## Task brief
Would you write out all of the data exactly as it appears below?

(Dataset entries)
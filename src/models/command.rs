//! Run-control command vocabulary.

use std::fmt::{Display, Formatter};

use serde::{Deserialize, Serialize};

/// Name of a run-control command.
///
/// Tokens outside the vocabulary are kept as [`CommandKind::Other`] rather
/// than rejected at parse time, so that the legality table is the single
/// place where they are denied.
#[derive(Debug, Clone, PartialEq, Eq, Hash, Serialize, Deserialize)]
#[serde(from = "String", into = "String")]
pub enum CommandKind {
    /// Launch and register the partition applications.
    Boot,
    /// Configure every application.
    Conf,
    /// Start a run.
    Start,
    /// Alias of [`CommandKind::Start`].
    StartRun,
    /// Open the trigger gate.
    EnableTriggers,
    /// Close the trigger gate.
    DisableTriggers,
    /// Flush in-flight data.
    DrainDataflow,
    /// Stop the trigger sources.
    StopTriggerSources,
    /// Stop the run.
    Stop,
    /// Composite stop; recognised but never legal.
    StopRun,
    /// Tear down configuration.
    Scrap,
    /// Terminate the applications.
    Terminate,
    /// Any token outside the vocabulary.
    Other(String),
}

impl CommandKind {
    /// Parse a command token. Hyphens and underscores are interchangeable.
    #[must_use]
    pub fn from_token(token: &str) -> Self {
        match token.replace('-', "_").as_str() {
            "boot" => Self::Boot,
            "conf" => Self::Conf,
            "start" => Self::Start,
            "start_run" => Self::StartRun,
            "enable_triggers" => Self::EnableTriggers,
            "disable_triggers" => Self::DisableTriggers,
            "drain_dataflow" => Self::DrainDataflow,
            "stop_trigger_sources" => Self::StopTriggerSources,
            "stop" => Self::Stop,
            "stop_run" => Self::StopRun,
            "scrap" => Self::Scrap,
            "terminate" => Self::Terminate,
            _ => Self::Other(token.to_owned()),
        }
    }

    /// Canonical token for this command.
    #[must_use]
    pub fn as_str(&self) -> &str {
        match self {
            Self::Boot => "boot",
            Self::Conf => "conf",
            Self::Start => "start",
            Self::StartRun => "start_run",
            Self::EnableTriggers => "enable_triggers",
            Self::DisableTriggers => "disable_triggers",
            Self::DrainDataflow => "drain_dataflow",
            Self::StopTriggerSources => "stop_trigger_sources",
            Self::Stop => "stop",
            Self::StopRun => "stop_run",
            Self::Scrap => "scrap",
            Self::Terminate => "terminate",
            Self::Other(token) => token,
        }
    }

    /// Whether the command carries a run number.
    #[must_use]
    pub fn takes_run_number(&self) -> bool {
        matches!(self, Self::Start | Self::StartRun)
    }
}

impl From<String> for CommandKind {
    fn from(token: String) -> Self {
        Self::from_token(&token)
    }
}

impl From<CommandKind> for String {
    fn from(kind: CommandKind) -> Self {
        kind.as_str().to_owned()
    }
}

impl Display for CommandKind {
    fn fmt(&self, f: &mut Formatter<'_>) -> std::fmt::Result {
        f.write_str(self.as_str())
    }
}

/// A single run-control directive with its optional run number.
#[derive(Debug, Clone, PartialEq, Eq, Serialize, Deserialize)]
pub struct Command {
    /// Command name.
    pub kind: CommandKind,
    /// Run number for `start` / `start_run`.
    #[serde(default, skip_serializing_if = "Option::is_none")]
    pub run_number: Option<u64>,
}

impl Command {
    /// Construct a command without an argument.
    #[must_use]
    pub fn new(kind: CommandKind) -> Self {
        Self {
            kind,
            run_number: None,
        }
    }

    /// Construct a `start` command for `run_number`.
    #[must_use]
    pub fn start(run_number: u64) -> Self {
        Self {
            kind: CommandKind::Start,
            run_number: Some(run_number),
        }
    }

    /// Attach a run number.
    #[must_use]
    pub fn with_run_number(mut self, run_number: u64) -> Self {
        self.run_number = Some(run_number);
        self
    }
}

impl From<CommandKind> for Command {
    fn from(kind: CommandKind) -> Self {
        Self::new(kind)
    }
}

impl Display for Command {
    fn fmt(&self, f: &mut Formatter<'_>) -> std::fmt::Result {
        match self.run_number {
            Some(run) => write!(f, "{} {run}", self.kind),
            None => write!(f, "{}", self.kind),
        }
    }
}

## Exercise output
filename src/models/command.rs
//! Run-control command vocabulary.

use std::fmt::{Display, Formatter};

use serde::{Deserialize, Serialize};

/// Name of a run-control command.
///
/// Tokens outside the vocabulary are kept as [`CommandKind::Other`] rather
/// than rejected at parse time, so that the legality table is the single
/// place where they are denied.
#[derive(Debug, Clone, PartialEq, Eq, Hash, Serialize, Deserialize)]
#[serde(from = "String", into = "String")]
pub enum CommandKind {
    /// Launch and register the partition applications.
    Boot,
    /// Configure every application.
    Conf,
    /// Start a run.
    Start,
    /// Alias of [`CommandKind::Start`].
    StartRun,
    /// Open the trigger gate.
    EnableTriggers,
    /// Close the trigger gate.
    DisableTriggers,
    /// Flush in-flight data.
    DrainDataflow,
    /// Stop the trigger sources.
    StopTriggerSources,
    /// Stop the run.
    Stop,
    /// Composite stop; recognised but never legal.
    StopRun,
    /// Tear down configuration.
    Scrap,
    /// Terminate the applications.
    Terminate,
    /// Any token outside the vocabulary.
    Other(String),
}

impl CommandKind {
    /// Parse a command token. Hyphens and underscores are interchangeable.
    #[must_use]
    pub fn from_token(token: &str) -> Self {
        match token.replace('-', "_").as_str() {
            "boot" => Self::Boot,
            "conf" => Self::Conf,
            "start" => Self::Start,
            "start_run" => Self::StartRun,
            "enable_triggers" => Self::EnableTriggers,
            "disable_triggers" => Self::DisableTriggers,
            "drain_dataflow" => Self::DrainDataflow,
            "stop_trigger_sources" => Self::StopTriggerSources,
            "stop" => Self::Stop,
            "stop_run" => Self::StopRun,
            "scrap" => Self::Scrap,
            "terminate" => Self::Terminate,
            _ => Self::Other(token.to_owned()),
        }
    }

    /// Canonical token for this command.
    #[must_use]
    pub fn as_str(&self) -> &str {
        match self {
            Self::Boot => "boot",
            Self::Conf => "conf",
            Self::Start => "start",
            Self::StartRun => "start_run",
            Self::EnableTriggers => "enable_triggers",
            Self::DisableTriggers => "disable_triggers",
            Self::DrainDataflow => "drain_dataflow",
            Self::StopTriggerSources => "stop_trigger_sources",
            Self::Stop => "stop",
            Self::StopRun => "stop_run",
            Self::Scrap => "scrap",
            Self::Terminate => "terminate",
            Self::Other(token) => token,
        }
    }

    /// Whether the command carries a run number.
    #[must_use]
    pub fn takes_run_number(&self) -> bool {
        matches!(self, Self::Start | Self::StartRun)
    }
}

impl From<String> for CommandKind {
    fn from(token: String) -> Self {
        Self::from_token(&token)
    }
}

impl From<CommandKind> for String {
    fn from(kind: CommandKind) -> Self {
        kind.as_str().to_owned()
    }
}

impl Display for CommandKind {
    fn fmt(&self, f: &mut Formatter<'_>) -> std::fmt::Result {
        f.write_str(self.as_str())
    }
}

/// A single run-control directive with its optional run number.
#[derive(Debug, Clone, PartialEq, Eq, Serialize, Deserialize)]
pub struct Command {
    /// Command name.
    pub kind: CommandKind,
    /// Run number for `start` / `start_run`.
    #[serde(default, skip_serializing_if = "Option::is_none")]
    pub run_number: Option<u64>,
}

impl Command {
    /// Construct a command without an argument.
    #[must_use]
    pub fn new(kind: CommandKind) -> Self {
        Self {
            kind,
            run_number: None,
        }
    }

    /// Construct a `start` command for `run_number`.
    #[must_use]
    pub fn start(run_number: u64) -> Self {
        Self {
            kind: CommandKind::Start,
            run_number: Some(run_number),
        }
    }

    /// Attach a run number.
    #[must_use]
    pub fn with_run_number(mut self, run_number: u64) -> Self {
        self.run_number = Some(run_number);
        self
    }
}

impl From<CommandKind> for Command {
    fn from(kind: CommandKind) -> Self {
        Self::new(kind)
    }
}

impl Display for Command {
    fn fmt(&self, f: &mut Formatter<'_>) -> std::fmt::Result {
        match self.run_number {
            Some(run) => write!(f, "{} {run}", self.kind),
            None => write!(f, "{}", self.kind),
        }
    }
}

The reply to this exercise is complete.